COA’S observation report, Infra projects lack signature
CEBU, Philippines - Over P400 million worth of infrastructure projects in Cebu City were implemented allegedly without signature from the city accountant, making the projects “null and void,” the Commission on Audit said.
In its audit observation memorandum, COA said there were over 50 contracts for infrastructure projects that were considered “legally impaired” because the agreements were “perfected and entered into without the required signature of the City Accountant as witness.”
The projects include the reconstruction of Carbon Market II in Barangay Ermita worth P167.3 million; construction of a four-storey 28-classroom school building in Barangay Pahina Central, P21.1 million; construction of riprap and grouted riprap for seawall in Barangay Inayawan, P27.9 million; clearing and embankment of BRT route at the South Road Properties, P50.4 million; channel improvement of Basak San Nicolas Creek, P10 million; among others.

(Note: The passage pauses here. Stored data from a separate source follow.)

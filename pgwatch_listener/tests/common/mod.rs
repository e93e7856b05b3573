#![allow(dead_code)]

use std::sync::Arc;
use std::time::Duration;

use anyhow::bail;
use async_trait::async_trait;
use parking_lot::Mutex;
use pgwatch_listener::{
    BackoffConfig, Consumer, ConsumerRegistry, InMemoryBus, ListenerConfig, ListenerHandle,
    ListenerLoop, ListenerState, Notification, Origin, SequenceId,
};
use serde_json::Value;
use tokio::sync::Notify;

/// Keeps every notification it handles
#[derive(Debug, Default)]
pub(crate) struct RecordingConsumer {
    seen: Mutex<Vec<Notification>>,
    notify: Notify,
}

impl RecordingConsumer {
    pub(crate) fn new() -> Arc<Self> {
        Arc::new(Self::default())
    }

    pub(crate) fn seen(&self) -> Vec<Notification> {
        self.seen.lock().clone()
    }

    /// Wait until at least `count` notifications were handled
    pub(crate) async fn wait_for(&self, count: usize) -> Vec<Notification> {
        let waited = tokio::time::timeout(Duration::from_secs(600), async {
            loop {
                let notified = self.notify.notified();
                {
                    let seen = self.seen.lock();
                    if seen.len() >= count {
                        return seen.clone();
                    }
                }
                notified.await;
            }
        })
        .await;
        match waited {
            Ok(seen) => seen,
            Err(_) => panic!(
                "timed out waiting for {count} notifications, got {:?}",
                self.seen()
            ),
        }
    }
}

#[async_trait]
impl Consumer for RecordingConsumer {
    async fn handle(&self, notification: &Notification) -> anyhow::Result<()> {
        self.seen.lock().push(notification.clone());
        self.notify.notify_waiters();
        Ok(())
    }
}

/// Fails on every notification
#[derive(Debug, Default)]
pub(crate) struct FailingConsumer;

#[async_trait]
impl Consumer for FailingConsumer {
    async fn handle(&self, notification: &Notification) -> anyhow::Result<()> {
        bail!("refusing {notification}")
    }
}

/// Panics on every notification
#[derive(Debug, Default)]
pub(crate) struct PanickingConsumer;

#[async_trait]
impl Consumer for PanickingConsumer {
    async fn handle(&self, _notification: &Notification) -> anyhow::Result<()> {
        panic!("consumer bug")
    }
}

pub(crate) fn config() -> ListenerConfig {
    ListenerConfig {
        read_timeout: Duration::from_secs(1),
        backoff: BackoffConfig {
            base: Duration::from_millis(100),
            max: Duration::from_secs(1),
        },
        replay_max_attempts: 3,
        ..Default::default()
    }
}

pub(crate) fn listener(
    bus: &InMemoryBus,
    config: ListenerConfig,
    registry: ConsumerRegistry,
) -> ListenerLoop {
    ListenerLoop::new(
        config,
        Arc::new(bus.clone()),
        Arc::new(bus.clone()),
        registry,
    )
    .unwrap()
}

/// Spawn a listener and wait until it reads from the bus
pub(crate) async fn start(
    bus: &InMemoryBus,
    config: ListenerConfig,
    registry: ConsumerRegistry,
) -> ListenerHandle {
    let handle = listener(bus, config, registry).spawn();
    assert!(handle.wait_for_state(ListenerState::Reading).await);
    handle
}

pub(crate) fn registry_with(consumers: &[(&str, &str, Arc<dyn Consumer>)]) -> ConsumerRegistry {
    let mut registry = ConsumerRegistry::new();
    for (name, pattern, consumer) in consumers {
        registry
            .register_consumer(name, pattern, Arc::clone(consumer))
            .unwrap();
    }
    registry
}

pub(crate) fn emit(bus: &InMemoryBus, channel: &str, value: Value) -> SequenceId {
    let payload = value.as_object().cloned().unwrap_or_default();
    bus.emit_payload(channel, &payload).unwrap()
}

pub(crate) fn sequence_ids(notifications: &[Notification]) -> Vec<u64> {
    notifications
        .iter()
        .map(|n| n.sequence_id().unwrap().as_u64())
        .collect()
}

pub(crate) fn origins(notifications: &[Notification]) -> Vec<Origin> {
    notifications.iter().map(|n| n.origin()).collect()
}

/// Wait until the listener has read `count` payloads from its connection
pub(crate) async fn wait_for_received(handle: &ListenerHandle, count: u64) {
    for _ in 0..10_000 {
        if handle.metrics().received >= count {
            return;
        }
        tokio::time::sleep(Duration::from_millis(1)).await;
    }
    panic!(
        "listener received {} payloads, expected {count}",
        handle.metrics().received
    );
}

The infrastructure projects worth P420.05 million were charged against different accounts, such as the 2011 and 2012 Annual Investment Plan, 2009 Supplemental Budget-8, 2010 SB-5, 2011 calamity fund, 2011 SB-1, trust fund proper, and 2012 annual budget.
City Accountant and lawyer Mark Rossel Salomon insisted, though, that the transactions were “legally” conducted contrary to COA’s observation report.
However, State Auditor and audit team leader Ma. Daisy Bercede contended that the city government violated Section 86 of the Presidential Decree 1445 and Section 1 of Letter of Instruction No. 968 dated December 17, 1979, stating that “chief accountant of the contracting agency shall sign such contracts as witness and contracts without such witness shall be considered null and void.”
PD 1445 also states “no contract involving the expenditures of public funds by any government agency shall be entered into or authorized unless the proper accounting officials of the agency concerned shall have certified to the officer entering into the obligation that funds have been duly appropriated for the purpose and the amount necessary to cover the proposed contract for the current year is available for expenditures. “
Salomon, however, argued that the laws cited by COA contradict Section 344 of the Local Government Code, requiring the local government unit’s treasurer to sign the contracts.
The law provides that, “no money shall be disbursed unless the local budget officer certifies the existence of appropriation that has been legally made for the purpose, the local accountant has obligated said appropriation, and the local treasurer certifies to the availability of funds for the purpose.”
Being in conflict with the letter of instruction, Salomon stressed that the explicit provision of RA 7160 prevails.
“Atong tumanon ang latest nga balaod. Mas mo-prevail ang RA 7160 than an administrative order so the letter of instruction no. 968 must yield to RA 760. Which means valid g’yod ang contracts,” he said.
Moreover, if COA proves that the transactions were unauthorized, then either the city or the contractors or both would be civilly liable.
Article 1412 Chapter 9 of the Civil Code of the Philippines stipulates that when the fault is on the part of both contracting parties, neither may recover what he has given by virtue of the contract, or demand the performance of the other’s undertaking;
But, when only one of the contracting parties is at fault, he cannot recover what he has given by reason of the contract, or ask for the fulfillment of what has been promised him.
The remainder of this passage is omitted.